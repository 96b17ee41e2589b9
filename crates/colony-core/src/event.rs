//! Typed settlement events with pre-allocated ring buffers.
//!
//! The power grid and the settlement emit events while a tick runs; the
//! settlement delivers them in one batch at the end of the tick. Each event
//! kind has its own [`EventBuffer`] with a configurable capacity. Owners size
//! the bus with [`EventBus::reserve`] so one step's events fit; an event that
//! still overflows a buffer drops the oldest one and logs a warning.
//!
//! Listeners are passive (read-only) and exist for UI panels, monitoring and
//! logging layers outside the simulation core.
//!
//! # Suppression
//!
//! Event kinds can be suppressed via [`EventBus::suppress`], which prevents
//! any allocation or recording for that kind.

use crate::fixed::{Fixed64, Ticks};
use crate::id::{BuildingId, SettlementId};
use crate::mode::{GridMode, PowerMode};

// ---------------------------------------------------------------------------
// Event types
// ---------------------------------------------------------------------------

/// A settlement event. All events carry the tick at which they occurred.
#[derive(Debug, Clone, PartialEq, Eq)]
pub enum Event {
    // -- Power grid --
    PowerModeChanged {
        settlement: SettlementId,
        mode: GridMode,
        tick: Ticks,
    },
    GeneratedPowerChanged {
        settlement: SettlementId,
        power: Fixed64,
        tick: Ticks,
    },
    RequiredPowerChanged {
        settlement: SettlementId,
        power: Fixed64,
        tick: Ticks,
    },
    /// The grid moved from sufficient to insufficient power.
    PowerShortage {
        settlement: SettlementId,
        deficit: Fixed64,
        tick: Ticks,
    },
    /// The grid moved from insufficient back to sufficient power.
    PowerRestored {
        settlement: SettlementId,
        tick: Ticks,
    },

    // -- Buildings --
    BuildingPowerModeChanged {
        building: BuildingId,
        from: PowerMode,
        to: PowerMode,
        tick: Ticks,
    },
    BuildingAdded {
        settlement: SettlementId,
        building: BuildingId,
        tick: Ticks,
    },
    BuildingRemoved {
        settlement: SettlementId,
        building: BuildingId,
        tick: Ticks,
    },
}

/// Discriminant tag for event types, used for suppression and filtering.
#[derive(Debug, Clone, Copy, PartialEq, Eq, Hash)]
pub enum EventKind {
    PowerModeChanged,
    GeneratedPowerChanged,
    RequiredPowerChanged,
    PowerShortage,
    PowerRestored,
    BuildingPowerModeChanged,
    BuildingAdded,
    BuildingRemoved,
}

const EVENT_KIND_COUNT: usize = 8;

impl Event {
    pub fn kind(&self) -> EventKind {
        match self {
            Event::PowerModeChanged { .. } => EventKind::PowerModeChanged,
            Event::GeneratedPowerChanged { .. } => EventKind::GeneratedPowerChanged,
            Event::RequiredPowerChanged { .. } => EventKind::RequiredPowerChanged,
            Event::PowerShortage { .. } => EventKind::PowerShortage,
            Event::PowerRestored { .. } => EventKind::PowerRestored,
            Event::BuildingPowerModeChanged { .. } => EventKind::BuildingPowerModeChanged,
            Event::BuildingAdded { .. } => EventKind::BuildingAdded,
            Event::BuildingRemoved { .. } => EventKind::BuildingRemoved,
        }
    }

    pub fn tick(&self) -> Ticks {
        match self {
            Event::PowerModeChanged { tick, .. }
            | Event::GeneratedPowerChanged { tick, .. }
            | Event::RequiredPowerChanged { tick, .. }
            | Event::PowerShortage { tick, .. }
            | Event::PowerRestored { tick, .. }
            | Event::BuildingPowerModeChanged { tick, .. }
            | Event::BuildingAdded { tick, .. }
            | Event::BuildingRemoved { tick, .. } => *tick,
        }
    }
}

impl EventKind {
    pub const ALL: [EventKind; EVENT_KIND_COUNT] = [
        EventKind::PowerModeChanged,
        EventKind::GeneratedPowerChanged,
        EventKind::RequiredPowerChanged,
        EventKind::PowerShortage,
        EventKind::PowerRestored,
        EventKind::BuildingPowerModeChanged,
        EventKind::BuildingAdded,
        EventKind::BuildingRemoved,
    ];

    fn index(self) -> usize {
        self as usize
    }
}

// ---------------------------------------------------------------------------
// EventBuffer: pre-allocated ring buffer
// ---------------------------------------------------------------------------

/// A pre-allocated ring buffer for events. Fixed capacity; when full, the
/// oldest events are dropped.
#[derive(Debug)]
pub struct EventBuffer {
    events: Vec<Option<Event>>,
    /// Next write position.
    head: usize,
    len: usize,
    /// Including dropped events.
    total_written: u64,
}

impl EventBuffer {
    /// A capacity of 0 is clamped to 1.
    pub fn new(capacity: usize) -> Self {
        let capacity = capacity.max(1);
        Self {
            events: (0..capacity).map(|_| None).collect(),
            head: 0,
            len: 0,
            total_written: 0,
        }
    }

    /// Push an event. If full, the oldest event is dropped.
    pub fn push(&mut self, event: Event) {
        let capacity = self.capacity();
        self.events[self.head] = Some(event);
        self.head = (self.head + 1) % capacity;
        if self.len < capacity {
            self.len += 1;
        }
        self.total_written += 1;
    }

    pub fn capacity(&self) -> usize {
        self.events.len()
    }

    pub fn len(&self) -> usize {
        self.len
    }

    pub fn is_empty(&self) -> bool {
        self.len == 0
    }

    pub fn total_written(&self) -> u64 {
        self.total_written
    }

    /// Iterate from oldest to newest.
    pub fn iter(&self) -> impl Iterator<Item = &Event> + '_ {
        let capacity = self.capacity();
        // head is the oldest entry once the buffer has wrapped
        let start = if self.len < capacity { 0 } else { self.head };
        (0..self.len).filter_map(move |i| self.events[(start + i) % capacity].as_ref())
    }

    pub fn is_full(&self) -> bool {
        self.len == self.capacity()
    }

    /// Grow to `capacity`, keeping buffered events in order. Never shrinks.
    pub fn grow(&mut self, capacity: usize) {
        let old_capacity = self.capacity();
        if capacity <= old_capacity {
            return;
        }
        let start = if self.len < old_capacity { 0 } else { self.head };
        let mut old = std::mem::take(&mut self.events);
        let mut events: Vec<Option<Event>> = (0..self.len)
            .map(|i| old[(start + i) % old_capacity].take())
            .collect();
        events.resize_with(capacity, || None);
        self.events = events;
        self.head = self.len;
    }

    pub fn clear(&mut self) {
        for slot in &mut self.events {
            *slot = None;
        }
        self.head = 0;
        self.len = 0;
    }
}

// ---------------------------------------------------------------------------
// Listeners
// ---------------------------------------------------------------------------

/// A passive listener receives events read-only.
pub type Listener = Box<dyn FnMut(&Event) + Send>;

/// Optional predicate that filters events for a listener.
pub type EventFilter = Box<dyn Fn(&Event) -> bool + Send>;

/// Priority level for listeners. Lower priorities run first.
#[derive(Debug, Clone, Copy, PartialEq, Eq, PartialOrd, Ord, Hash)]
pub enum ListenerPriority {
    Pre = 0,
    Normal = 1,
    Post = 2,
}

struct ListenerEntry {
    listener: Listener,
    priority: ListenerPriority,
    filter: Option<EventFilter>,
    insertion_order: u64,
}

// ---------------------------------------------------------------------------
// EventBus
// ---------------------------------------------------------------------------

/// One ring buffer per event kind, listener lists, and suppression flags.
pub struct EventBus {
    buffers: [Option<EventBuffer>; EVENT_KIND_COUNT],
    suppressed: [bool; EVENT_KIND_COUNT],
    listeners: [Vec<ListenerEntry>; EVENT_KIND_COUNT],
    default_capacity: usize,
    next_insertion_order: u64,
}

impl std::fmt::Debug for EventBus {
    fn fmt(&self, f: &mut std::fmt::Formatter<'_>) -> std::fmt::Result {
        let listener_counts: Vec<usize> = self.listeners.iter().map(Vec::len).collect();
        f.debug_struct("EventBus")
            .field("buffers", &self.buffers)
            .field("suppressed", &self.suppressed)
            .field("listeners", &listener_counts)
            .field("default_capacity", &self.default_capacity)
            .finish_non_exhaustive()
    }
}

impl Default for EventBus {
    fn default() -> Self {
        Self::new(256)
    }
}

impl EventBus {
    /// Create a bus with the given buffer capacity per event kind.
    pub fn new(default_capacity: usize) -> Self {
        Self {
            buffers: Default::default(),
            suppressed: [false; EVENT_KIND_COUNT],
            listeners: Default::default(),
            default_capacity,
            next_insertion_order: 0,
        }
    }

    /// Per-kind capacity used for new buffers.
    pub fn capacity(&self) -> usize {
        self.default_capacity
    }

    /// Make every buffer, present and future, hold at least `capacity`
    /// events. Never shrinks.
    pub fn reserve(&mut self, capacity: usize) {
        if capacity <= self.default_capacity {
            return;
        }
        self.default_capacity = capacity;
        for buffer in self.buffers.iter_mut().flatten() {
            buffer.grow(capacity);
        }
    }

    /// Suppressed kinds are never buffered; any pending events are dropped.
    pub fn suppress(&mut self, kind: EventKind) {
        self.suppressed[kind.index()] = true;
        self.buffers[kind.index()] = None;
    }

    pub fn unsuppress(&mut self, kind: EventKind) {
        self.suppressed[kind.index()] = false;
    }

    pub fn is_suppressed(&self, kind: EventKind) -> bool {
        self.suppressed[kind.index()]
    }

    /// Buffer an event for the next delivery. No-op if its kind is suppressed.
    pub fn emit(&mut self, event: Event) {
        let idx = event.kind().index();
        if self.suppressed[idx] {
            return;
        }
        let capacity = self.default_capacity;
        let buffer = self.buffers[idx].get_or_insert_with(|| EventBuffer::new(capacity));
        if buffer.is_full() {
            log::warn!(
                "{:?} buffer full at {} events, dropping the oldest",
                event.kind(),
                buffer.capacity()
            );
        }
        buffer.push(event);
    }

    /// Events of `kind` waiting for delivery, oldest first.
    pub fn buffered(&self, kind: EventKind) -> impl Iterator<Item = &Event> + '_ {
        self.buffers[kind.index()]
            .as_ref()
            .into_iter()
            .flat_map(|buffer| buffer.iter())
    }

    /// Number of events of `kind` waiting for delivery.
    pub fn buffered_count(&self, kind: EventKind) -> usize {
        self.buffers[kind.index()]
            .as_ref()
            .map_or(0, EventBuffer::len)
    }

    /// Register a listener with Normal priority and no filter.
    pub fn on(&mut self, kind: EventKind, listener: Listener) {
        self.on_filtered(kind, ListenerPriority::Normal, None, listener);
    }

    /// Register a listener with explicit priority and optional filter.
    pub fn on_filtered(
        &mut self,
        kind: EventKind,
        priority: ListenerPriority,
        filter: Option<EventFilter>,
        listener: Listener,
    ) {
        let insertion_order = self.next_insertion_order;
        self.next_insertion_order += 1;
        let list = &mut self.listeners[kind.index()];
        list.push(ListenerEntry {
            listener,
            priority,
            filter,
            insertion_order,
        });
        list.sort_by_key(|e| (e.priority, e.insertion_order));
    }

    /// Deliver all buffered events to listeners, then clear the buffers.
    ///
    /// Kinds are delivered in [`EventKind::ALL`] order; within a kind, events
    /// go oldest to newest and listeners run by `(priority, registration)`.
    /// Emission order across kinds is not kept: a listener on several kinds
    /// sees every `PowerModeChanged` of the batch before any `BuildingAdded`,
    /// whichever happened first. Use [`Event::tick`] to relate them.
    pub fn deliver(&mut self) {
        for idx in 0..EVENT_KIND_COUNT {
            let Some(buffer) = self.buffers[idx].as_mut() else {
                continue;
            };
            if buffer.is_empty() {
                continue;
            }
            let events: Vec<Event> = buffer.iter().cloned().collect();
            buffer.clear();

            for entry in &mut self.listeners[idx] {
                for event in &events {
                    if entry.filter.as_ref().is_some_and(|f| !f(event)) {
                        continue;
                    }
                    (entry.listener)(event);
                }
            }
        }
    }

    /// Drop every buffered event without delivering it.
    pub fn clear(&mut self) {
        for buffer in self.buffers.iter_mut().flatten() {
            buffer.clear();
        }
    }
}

◇ ◇ ◇

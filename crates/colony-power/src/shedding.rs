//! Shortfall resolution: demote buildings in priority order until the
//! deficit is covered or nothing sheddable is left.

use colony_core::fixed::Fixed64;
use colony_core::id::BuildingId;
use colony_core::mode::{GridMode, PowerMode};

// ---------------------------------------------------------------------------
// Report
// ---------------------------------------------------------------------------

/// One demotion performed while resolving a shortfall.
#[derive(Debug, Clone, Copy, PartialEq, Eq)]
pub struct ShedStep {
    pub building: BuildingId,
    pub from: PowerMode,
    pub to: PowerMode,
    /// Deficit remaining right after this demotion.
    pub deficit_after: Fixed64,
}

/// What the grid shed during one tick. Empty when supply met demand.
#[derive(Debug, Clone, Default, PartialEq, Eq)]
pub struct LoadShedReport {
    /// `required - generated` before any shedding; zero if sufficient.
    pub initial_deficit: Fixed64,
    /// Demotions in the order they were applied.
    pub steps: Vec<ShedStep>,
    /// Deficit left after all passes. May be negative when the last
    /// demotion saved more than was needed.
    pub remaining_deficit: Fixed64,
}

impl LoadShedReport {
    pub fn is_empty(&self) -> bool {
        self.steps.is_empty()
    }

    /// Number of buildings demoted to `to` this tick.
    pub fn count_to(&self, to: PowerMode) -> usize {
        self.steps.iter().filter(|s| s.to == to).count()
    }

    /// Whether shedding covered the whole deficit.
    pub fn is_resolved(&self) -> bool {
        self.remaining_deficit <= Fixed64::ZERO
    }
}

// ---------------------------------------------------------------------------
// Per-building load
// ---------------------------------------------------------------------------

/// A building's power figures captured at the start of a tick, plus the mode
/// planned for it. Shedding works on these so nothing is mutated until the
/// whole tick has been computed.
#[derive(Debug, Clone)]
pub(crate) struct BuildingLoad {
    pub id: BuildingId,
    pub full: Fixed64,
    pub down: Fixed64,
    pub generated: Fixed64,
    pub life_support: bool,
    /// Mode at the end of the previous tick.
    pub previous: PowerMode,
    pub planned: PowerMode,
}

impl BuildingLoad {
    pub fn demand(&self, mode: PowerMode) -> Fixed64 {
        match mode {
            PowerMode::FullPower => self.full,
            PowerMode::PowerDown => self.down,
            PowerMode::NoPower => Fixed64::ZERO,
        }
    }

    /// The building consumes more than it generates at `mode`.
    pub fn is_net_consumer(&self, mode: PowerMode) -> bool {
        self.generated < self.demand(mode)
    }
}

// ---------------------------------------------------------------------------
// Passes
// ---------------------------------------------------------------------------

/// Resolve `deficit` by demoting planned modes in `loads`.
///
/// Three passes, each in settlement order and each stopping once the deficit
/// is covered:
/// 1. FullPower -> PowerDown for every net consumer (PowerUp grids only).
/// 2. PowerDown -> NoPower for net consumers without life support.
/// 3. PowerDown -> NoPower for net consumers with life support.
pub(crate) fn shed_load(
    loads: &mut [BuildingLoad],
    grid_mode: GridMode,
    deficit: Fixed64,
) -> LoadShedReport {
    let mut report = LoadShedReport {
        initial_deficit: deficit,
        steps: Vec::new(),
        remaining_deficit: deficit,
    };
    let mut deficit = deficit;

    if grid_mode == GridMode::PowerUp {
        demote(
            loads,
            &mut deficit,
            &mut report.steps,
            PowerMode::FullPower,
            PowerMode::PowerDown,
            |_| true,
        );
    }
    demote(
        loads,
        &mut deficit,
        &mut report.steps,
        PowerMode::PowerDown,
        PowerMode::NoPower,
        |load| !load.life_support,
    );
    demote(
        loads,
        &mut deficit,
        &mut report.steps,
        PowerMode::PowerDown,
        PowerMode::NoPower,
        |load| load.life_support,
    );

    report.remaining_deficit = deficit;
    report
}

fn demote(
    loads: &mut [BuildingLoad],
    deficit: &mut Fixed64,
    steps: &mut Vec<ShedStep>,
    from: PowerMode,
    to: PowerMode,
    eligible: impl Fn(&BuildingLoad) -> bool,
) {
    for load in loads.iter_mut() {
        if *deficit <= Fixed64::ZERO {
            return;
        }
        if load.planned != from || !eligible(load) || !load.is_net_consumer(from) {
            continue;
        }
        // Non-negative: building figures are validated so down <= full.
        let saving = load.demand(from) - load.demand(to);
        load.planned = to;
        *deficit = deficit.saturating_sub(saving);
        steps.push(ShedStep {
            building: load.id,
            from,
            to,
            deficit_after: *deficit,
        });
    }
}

◇ ◇ ◇

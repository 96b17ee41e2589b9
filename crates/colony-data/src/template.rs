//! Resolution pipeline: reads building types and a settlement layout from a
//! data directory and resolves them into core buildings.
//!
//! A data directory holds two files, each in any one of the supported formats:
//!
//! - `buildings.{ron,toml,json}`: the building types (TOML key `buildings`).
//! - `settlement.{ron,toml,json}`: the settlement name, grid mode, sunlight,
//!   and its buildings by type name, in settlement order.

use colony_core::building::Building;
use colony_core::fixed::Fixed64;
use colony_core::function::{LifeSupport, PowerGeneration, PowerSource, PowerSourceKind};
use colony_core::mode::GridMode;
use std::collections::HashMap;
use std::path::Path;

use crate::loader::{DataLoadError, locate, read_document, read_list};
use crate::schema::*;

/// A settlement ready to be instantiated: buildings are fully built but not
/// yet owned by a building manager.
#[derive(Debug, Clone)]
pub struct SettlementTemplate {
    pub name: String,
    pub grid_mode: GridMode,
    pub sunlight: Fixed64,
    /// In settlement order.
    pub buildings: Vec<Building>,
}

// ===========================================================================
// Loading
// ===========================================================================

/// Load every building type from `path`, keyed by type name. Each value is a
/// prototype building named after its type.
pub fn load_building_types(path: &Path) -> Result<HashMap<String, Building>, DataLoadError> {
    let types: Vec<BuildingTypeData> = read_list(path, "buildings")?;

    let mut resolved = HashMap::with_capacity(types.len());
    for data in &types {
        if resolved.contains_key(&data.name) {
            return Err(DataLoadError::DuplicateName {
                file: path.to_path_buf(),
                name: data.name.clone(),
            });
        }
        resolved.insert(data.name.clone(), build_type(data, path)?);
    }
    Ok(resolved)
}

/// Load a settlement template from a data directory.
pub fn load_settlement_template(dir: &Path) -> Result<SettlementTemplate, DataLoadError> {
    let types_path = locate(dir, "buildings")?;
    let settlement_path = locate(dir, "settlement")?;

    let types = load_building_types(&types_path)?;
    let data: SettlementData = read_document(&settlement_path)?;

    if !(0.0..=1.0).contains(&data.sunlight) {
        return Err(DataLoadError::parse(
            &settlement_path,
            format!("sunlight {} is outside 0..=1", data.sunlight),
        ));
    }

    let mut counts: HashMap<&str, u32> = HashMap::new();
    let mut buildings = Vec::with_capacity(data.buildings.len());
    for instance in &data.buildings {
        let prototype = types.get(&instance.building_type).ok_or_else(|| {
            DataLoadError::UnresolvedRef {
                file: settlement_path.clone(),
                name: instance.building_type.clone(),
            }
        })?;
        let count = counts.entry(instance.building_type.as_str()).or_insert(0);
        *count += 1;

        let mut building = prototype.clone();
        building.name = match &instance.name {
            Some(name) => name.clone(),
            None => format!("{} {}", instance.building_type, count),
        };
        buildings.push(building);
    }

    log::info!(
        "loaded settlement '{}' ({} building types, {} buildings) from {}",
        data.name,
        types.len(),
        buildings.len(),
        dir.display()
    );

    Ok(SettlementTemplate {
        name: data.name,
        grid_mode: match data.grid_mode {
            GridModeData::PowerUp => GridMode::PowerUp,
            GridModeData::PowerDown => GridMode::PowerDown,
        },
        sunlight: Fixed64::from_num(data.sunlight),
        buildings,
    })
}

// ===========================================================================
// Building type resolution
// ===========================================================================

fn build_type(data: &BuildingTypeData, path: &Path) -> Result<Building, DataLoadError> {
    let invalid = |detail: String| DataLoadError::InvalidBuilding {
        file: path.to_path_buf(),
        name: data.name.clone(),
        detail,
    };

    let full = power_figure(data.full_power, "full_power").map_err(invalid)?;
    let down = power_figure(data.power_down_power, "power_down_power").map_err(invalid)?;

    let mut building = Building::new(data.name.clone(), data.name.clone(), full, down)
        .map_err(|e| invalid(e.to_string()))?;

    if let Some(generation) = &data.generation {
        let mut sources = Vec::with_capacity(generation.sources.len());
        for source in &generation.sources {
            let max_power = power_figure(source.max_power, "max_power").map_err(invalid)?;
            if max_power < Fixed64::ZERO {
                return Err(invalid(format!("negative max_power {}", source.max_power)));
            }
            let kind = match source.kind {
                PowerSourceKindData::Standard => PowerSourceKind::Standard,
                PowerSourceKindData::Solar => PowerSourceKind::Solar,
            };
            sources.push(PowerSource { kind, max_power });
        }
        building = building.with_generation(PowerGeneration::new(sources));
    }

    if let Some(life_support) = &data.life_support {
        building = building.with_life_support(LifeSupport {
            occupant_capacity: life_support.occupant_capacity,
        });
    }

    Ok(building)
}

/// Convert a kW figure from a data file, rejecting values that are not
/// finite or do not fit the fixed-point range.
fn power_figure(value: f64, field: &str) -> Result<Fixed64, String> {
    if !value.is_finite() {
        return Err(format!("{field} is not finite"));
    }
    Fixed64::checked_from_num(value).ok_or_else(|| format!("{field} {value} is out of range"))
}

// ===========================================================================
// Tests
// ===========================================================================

◇ ◇ ◇

Whenever a line of the records holds the string "RequiredPowerChanged", pick it out and copy it.

Answer:
    RequiredPowerChanged {
    RequiredPowerChanged,
            Event::RequiredPowerChanged { .. } => EventKind::RequiredPowerChanged,
            | Event::RequiredPowerChanged { tick, .. }
        EventKind::RequiredPowerChanged,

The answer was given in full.